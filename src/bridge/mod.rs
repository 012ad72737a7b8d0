//! The bridge binding one [`Device`] to one [`Relay`].
//!
//! A [`DeviceBridge`] is the sole caller of its device on the outbound path
//! and the sole forwarder to its relay on the inbound path. It owns three
//! concerns:
//!
//! - chunked framing of outbound packets and reassembly of inbound chunks
//!   (see `framing`),
//! - the asymmetric bootstrap used by negotiation channels,
//! - serialised device access across the update thread and the threads of
//!   its callers (see `guard` and `update`).
//!
//! Receive-side entry points ([`DeviceBridge::on_receive`],
//! [`DeviceBridge::pass_network_packet`]) and read-only device queries are
//! not serialised by the write guard. Callers must drive them from a single
//! thread of control per bridge, normally the update thread; concurrent
//! invocation is memory-safe but the order in which packets reach the relay
//! is then unspecified.

mod builder;
mod command;
mod framing;
mod guard;
mod handle;
mod negotiation;
mod update;

use std::{
    fmt,
    sync::{Arc, Mutex, PoisonError, Weak},
    thread::JoinHandle,
};

pub use builder::BridgeBuilder;
pub use handle::BridgeHandle;
pub use negotiation::NegotiationArgs;

use self::{guard::DeviceGuard, update::Liveness};
use crate::{
    config::RetryPolicy,
    device::Device,
    error::{BridgeError, Result},
    identity::{DeviceId, TypeNameHash},
    qos::QualityOfService,
    relay::{LogMessage, Relay},
};

/// Role a bridge plays in the identifier negotiation.
#[derive(Clone, Debug, PartialEq, Eq)]
pub enum BridgeRole {
    /// Ordinary traffic with chunked framing in both directions.
    Ordinary,
    /// Bridge mediating the negotiation handshake.
    Negotiation {
        /// Whether this is the responding side of the pair.
        slave: bool,
        /// Identifiers decoded from the construction arguments.
        args: NegotiationArgs,
    },
}

impl BridgeRole {
    /// Whether this role mediates a negotiation.
    #[must_use]
    pub fn is_negotiation(&self) -> bool { matches!(self, Self::Negotiation { .. }) }

    /// Whether this role is the responding side of a negotiation.
    #[must_use]
    pub fn is_slave(&self) -> bool { matches!(self, Self::Negotiation { slave: true, .. }) }

    /// Whether inbound packets bypass reassembly.
    ///
    /// Only the initiating side of a negotiation does; the responder may have
    /// to collect a fragmented identity payload first.
    fn forwards_unframed(&self) -> bool { matches!(self, Self::Negotiation { slave: false, .. }) }
}

/// Adapter binding a transport [`Device`] to its owning [`Relay`].
pub struct DeviceBridge {
    relay: Weak<dyn Relay>,
    did: DeviceId,
    type_name_hash: TypeNameHash,
    role: BridgeRole,
    device: DeviceGuard,
    qos: Mutex<Box<dyn QualityOfService>>,
    retry: RetryPolicy,
    liveness: Arc<Liveness>,
    update_task: Mutex<Option<JoinHandle<()>>>,
    thread_name_prefix: String,
    error_status: Mutex<String>,
}

impl DeviceBridge {
    /// Start building a bridge for `device` owned by `relay`.
    pub fn builder<R: Relay + 'static>(
        relay: &Arc<R>,
        did: DeviceId,
        type_name_hash: TypeNameHash,
        device: Box<dyn Device>,
    ) -> BridgeBuilder {
        let relay = Arc::downgrade(relay);
        let relay: Weak<dyn Relay> = relay;
        BridgeBuilder::new(relay, did, type_name_hash, device)
    }

    /// Create a bridge with the default configuration.
    ///
    /// When `is_negotiation_channel` is set, `args` is decoded as
    /// [`NegotiationArgs`]; otherwise it is ignored.
    ///
    /// # Errors
    ///
    /// Returns [`BridgeError::InvalidNegotiationArgs`] when a negotiation
    /// bridge receives an incomplete argument buffer.
    pub fn new<R: Relay + 'static>(
        relay: &Arc<R>,
        did: DeviceId,
        type_name_hash: TypeNameHash,
        device: Box<dyn Device>,
        is_negotiation_channel: bool,
        is_slave: bool,
        args: &[u8],
    ) -> Result<Arc<Self>> {
        let builder = Self::builder(relay, did, type_name_hash, device);
        if is_negotiation_channel {
            builder.negotiation(is_slave, args).build()
        } else {
            builder.build()
        }
    }

    /// Let the device learn the handle of this bridge.
    pub fn attach(self: &Arc<Self>) { self.device.shared().on_attach(BridgeHandle::new(self)); }

    /// Ask the owning relay to remove this bridge from its registry.
    pub fn close(&self) {
        tracing::debug!(did = %self.did, "closing bridge");
        match self.relay() {
            Ok(relay) => relay.detach_device(self.did),
            Err(error) => tracing::warn!(did = %self.did, %error, "close requested without a relay"),
        }
    }

    /// Forward a log record to the relay, tagged with this bridge's identifier.
    pub fn log(&self, message: LogMessage) {
        if let Ok(relay) = self.relay() {
            relay.log(message, self.did);
        }
    }

    /// Record the most recent device-reported error, replacing the previous one.
    pub fn set_error_status(&self, message: &str) {
        let mut status = self.error_status.lock().unwrap_or_else(PoisonError::into_inner);
        message.clone_into(&mut status);
    }

    /// Return the most recent device-reported error.
    #[must_use]
    pub fn error_status(&self) -> String {
        self.error_status
            .lock()
            .unwrap_or_else(PoisonError::into_inner)
            .clone()
    }

    /// Identifier of this bridge.
    #[must_use]
    pub fn did(&self) -> DeviceId { self.did }

    /// Hash of the device implementation's type name.
    #[must_use]
    pub fn type_name_hash(&self) -> TypeNameHash { self.type_name_hash }

    /// Borrow the device for read-only queries.
    #[must_use]
    pub fn device(&self) -> &dyn Device { self.device.shared() }

    /// Return the owning relay.
    ///
    /// # Errors
    ///
    /// Returns [`BridgeError::RelayUnavailable`] once the relay has been dropped.
    pub fn relay(&self) -> Result<Arc<dyn Relay>> {
        self.relay.upgrade().ok_or(BridgeError::RelayUnavailable)
    }

    /// Role this bridge was constructed with.
    #[must_use]
    pub fn role(&self) -> &BridgeRole { &self.role }

    /// Negotiation arguments, present only on negotiation bridges.
    #[must_use]
    pub fn negotiation_args(&self) -> Option<&NegotiationArgs> {
        match &self.role {
            BridgeRole::Negotiation { args, .. } => Some(args),
            BridgeRole::Ordinary => None,
        }
    }

    /// Whether the device is a network channel.
    #[must_use]
    pub fn is_channel(&self) -> bool { self.device.shared().is_channel() }

    /// Whether this bridge mediates a negotiation. A connector never does,
    /// whatever role it was constructed with.
    #[must_use]
    pub fn is_negotiation_channel(&self) -> bool { self.role.is_negotiation() && self.is_channel() }

    /// Whether this bridge is the responding side of a negotiation.
    #[must_use]
    pub fn is_slave(&self) -> bool { self.role.is_slave() }
}

impl fmt::Debug for DeviceBridge {
    fn fmt(&self, f: &mut fmt::Formatter<'_>) -> fmt::Result {
        f.debug_struct("DeviceBridge")
            .field("did", &self.did)
            .field("type_name_hash", &self.type_name_hash)
            .field("role", &self.role)
            .field("alive", &self.liveness.is_alive())
            .finish_non_exhaustive()
    }
}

• • • • •

What is required:
Please copy every line from the entries that includes the word "field".

Solution for this exercise:
            .field("did", &self.did)
            .field("type_name_hash", &self.type_name_hash)
            .field("role", &self.role)
            .field("alive", &self.liveness.is_alive())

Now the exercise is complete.